Professor, Director of Clinical Training
Miami University
Oxford, Ohio
College students with clinical-level internalizing symptoms display relatively low utilization of professional mental health support (Stallman et al., 2022), including empirically based treatments such as CBT. Internalizing symptoms may emerge or worsen during the transition to college (Cleary et al., 2011, Pedrelli et al., 2015), particularly during the COVID-19 pandemic (Kinzie & Cole, 2022), indicating the need to identify factors influencing student support seeking. Many students prefer to access emotional support informally from parents, but psychological distress (Digal & Gagnon, 2020) and past parent-child interactions (Fang et al., 2022) may impede support seeking. The current study sought to replicate and extend previous findings that psychological distress is inversely related to support seeking by examining emotion socialization as a moderator on the relation between anxiety or depressive symptoms and informal support seeking. We hypothesize that (1) students with higher symptoms seek less support from caregivers, and (2) emotion socialization (ES) moderates this relation, such that higher supportive (e.g., encouraging expression) and lower non-supportive (e.g., dismissing, criticizing) reactions to negative emotions in adolescence are related to more emotional support seeking.
First- and second-year college students (n= 525, 66.3% Women, 86.9% White, 94.7% Non-Hispanic/Latinx) at a public Midwestern university completed an online survey during the 2021-2022 academic year. Students reported on caregiver ES in adolescence [Coping with Children’s Negative Emotions Scale (CCNES); Fabes et al., 2002], current emotional support seeking from caregivers (COPE Inventory; Carver et al., 1989), and current anxiety [Penn State Worry Questionnaire (PSWQ); Meyer et al., 1990] and depressive [Depression Anxiety Stress Scales (DASS-21); Lovibond & Lovibond, 1995] symptoms.
CCNES scales were averaged to calculate separate Supportive and Non-Supportive scores (e.g., Shadur & Hussong, 2021). Anxiety symptoms were positively correlated with support seeking (r= .107, p= .014).

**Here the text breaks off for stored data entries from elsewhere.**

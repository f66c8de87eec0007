//! JSON shapes returned by the remote resume-analysis API.
//!
//! Only `personal_details`, `resume_data` and `job_opportunities` are consumed.
//! Every field is optional: the remote service omits fields freely and the
//! document builder supplies placeholders for anything missing.

use serde::{Deserialize, Serialize};
use serde_json::Value;
use tracing::warn;

#[derive(Debug, Clone, Default, PartialEq, Serialize, Deserialize)]
#[serde(default)]
pub struct PersonalDetails {
    pub name: Option<String>,
    pub title: Option<String>,
    pub email: Option<String>,
    pub phone: Option<String>,
    pub github: Option<String>,
    pub linkedin: Option<String>,
    pub location: Option<String>,
    pub summary: Option<String>,
}

#[derive(Debug, Clone, Default, PartialEq, Serialize, Deserialize)]
#[serde(default)]
pub struct ResumeData {
    pub title: Option<String>,
    pub summary: Option<String>,
    pub skills: Vec<String>,
    pub experience: Vec<UpstreamExperience>,
    pub education: Vec<UpstreamEducation>,
}

/// Experience descriptions arrive either as one newline-separated string or as a list.
#[derive(Debug, Clone, PartialEq, Serialize, Deserialize)]
#[serde(untagged)]
pub enum TextOrList {
    Text(String),
    List(Vec<String>),
}

impl Default for TextOrList {
    fn default() -> Self {
        TextOrList::List(Vec::new())
    }
}

impl TextOrList {
    /// Flattens into individual lines with leading bullet glyphs stripped.
    pub fn lines(&self) -> Vec<String> {
        let raw: Vec<&str> = match self {
            TextOrList::Text(text) => text.lines().collect(),
            TextOrList::List(items) => items.iter().map(String::as_str).collect(),
        };
        raw.into_iter()
            .map(|line| strip_bullet(line).to_string())
            .filter(|line| !line.is_empty())
            .collect()
    }
}

/// Removes a leading list marker. `•` and `·` are always markers; `-` and `*`
/// only when whitespace follows, so `-40% cost` keeps its sign.
fn strip_bullet(line: &str) -> &str {
    let line = line.trim();
    if let Some(rest) = line.strip_prefix(['•', '·']) {
        return rest.trim_start();
    }
    match line.strip_prefix(['-', '*']) {
        Some(rest) if rest.is_empty() || rest.starts_with(char::is_whitespace) => rest.trim_start(),
        _ => line,
    }
}

#[derive(Debug, Clone, Default, PartialEq, Serialize, Deserialize)]
#[serde(default)]
pub struct UpstreamExperience {
    pub title: Option<String>,
    pub company: Option<String>,
    pub location: Option<String>,
    #[serde(alias = "duration")]
    pub period: Option<String>,
    #[serde(alias = "highlights", alias = "responsibilities")]
    pub description: TextOrList,
}

#[derive(Debug, Clone, Default, PartialEq, Serialize, Deserialize)]
#[serde(default)]
pub struct UpstreamEducation {
    pub degree: Option<String>,
    #[serde(alias = "institution")]
    pub school: Option<String>,
    #[serde(alias = "year")]
    pub period: Option<String>,
}

#[derive(Debug, Clone, Default, PartialEq, Serialize, Deserialize)]
#[serde(default)]
pub struct JobOpportunity {
    pub job_title: Option<String>,
    pub company: Option<String>,
    pub location: Option<String>,
    pub match_score: Option<f64>,
    pub customized_summary: Option<String>,
    pub highlighted_skills: Vec<String>,
}

/// Everything the document builder reads, decoded leniently from a request body.
#[derive(Debug, Clone, Default, PartialEq)]
pub struct ResumeSource {
    pub personal_details: Option<PersonalDetails>,
    pub resume_data: Option<ResumeData>,
    pub job: Option<JobOpportunity>,
}

impl ResumeSource {
    /// Decodes each part independently. A part that fails to decode is logged and
    /// dropped; the builder then falls back to placeholders for it.
    ///
    /// The job customisation comes from `job`, or from `job_opportunities[job_index]`
    /// (index 0 when `job_index` is absent).
    pub fn from_value(body: &Value) -> Self {
        let personal_details = decode_part::<PersonalDetails>(body, "personal_details");
        let resume_data = decode_part::<ResumeData>(body, "resume_data");

        let job = match body.get("job") {
            Some(_) => decode_part::<JobOpportunity>(body, "job"),
            None => select_job_opportunity(body),
        };

        ResumeSource {
            personal_details,
            resume_data,
            job,
        }
    }
}

fn decode_part<T: serde::de::DeserializeOwned>(body: &Value, key: &str) -> Option<T> {
    let value = body.get(key)?;
    if value.is_null() {
        return None;
    }
    match serde_json::from_value::<T>(value.clone()) {
        Ok(part) => Some(part),
        Err(e) => {
            warn!(part = key, error = %e, "Malformed upstream section, using placeholders");
            None
        }
    }
}

fn select_job_opportunity(body: &Value) -> Option<JobOpportunity> {
    let jobs = body.get("job_opportunities")?.as_array()?;
    let index = body
        .get("job_index")
        .and_then(Value::as_u64)
        .unwrap_or(0) as usize;

    let Some(raw) = jobs.get(index) else {
        warn!(
            index,
            available = jobs.len(),
            "job_index out of range, ignoring job customisation"
        );
        return None;
    };

    match serde_json::from_value::<JobOpportunity>(raw.clone()) {
        Ok(job) => Some(job),
        Err(e) => {
            warn!(index, error = %e, "Malformed job opportunity, ignoring customisation");
            None
        }
    }
}
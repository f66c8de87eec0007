use axum::{
    http::StatusCode,
    response::{IntoResponse, Response},
    Json,
};
use serde_json::json;
use thiserror::Error;

use crate::export::ExportError;

/// Application-level error type.
/// Implements `IntoResponse` so Axum handlers can return `Result<T, AppError>`.
/// The client shows `error.message` as a transient notification.
#[derive(Debug, Error)]
pub enum AppError {
    #[error("Export error: {0}")]
    Export(#[from] ExportError),

    #[error("Internal server error: {0}")]
    Internal(#[from] anyhow::Error),
}

impl IntoResponse for AppError {
    fn into_response(self) -> Response {
        let (status, code, message) = match &self {
            AppError::Export(ExportError::TooManyPages { pages, limit }) => {
                tracing::warn!(pages, limit, "Export rejected: document too long");
                (
                    StatusCode::UNPROCESSABLE_ENTITY,
                    "EXPORT_TOO_LONG",
                    format!("The resume is too long to export ({pages} pages, limit {limit})"),
                )
            }
            AppError::Export(e) => {
                tracing::error!("Export error: {e}");
                (
                    StatusCode::INTERNAL_SERVER_ERROR,
                    "EXPORT_FAILED",
                    "Failed to generate the PDF. Please try again.".to_string(),
                )
            }
            AppError::Internal(e) => {
                tracing::error!("Internal error: {e:?}");
                (
                    StatusCode::INTERNAL_SERVER_ERROR,
                    "INTERNAL_ERROR",
                    "An internal server error occurred".to_string(),
                )
            }
        };

        let body = Json(json!({
            "error": {
                "code": code,
                "message": message
            }
        }));

        (status, body).into_response()
    }
}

Depressive symptoms were negatively correlated with support seeking (r= -.203, p= .000). At lower levels of Non-supportive ES, anxiety symptoms were negatively related to support seeking (b= -0.005, t= -2.232, p=.026). At higher levels of Non-supportive ES, depressive symptoms were negatively related to support seeking (b= -0.011, t= -1.847, p=.065). Supportive ES did not moderate the relation between anxiety or depressive symptoms and support seeking.
Findings suggest that internalizing symptoms are differentially related to support seeking (Hyp1), a distinction not previously assessed in the relation between general psychological distress and support seeking. Non-Supportive ES impacted the relation between internalizing symptoms and support seeking, but Supportive ES did not (Hyp2). Students with anxiety may be more sensitive to lower levels of Non-supportive ES, while students with depression may only experience an impact on support seeking at higher levels of Non-supportive ES. Implications and future directions will be discussed.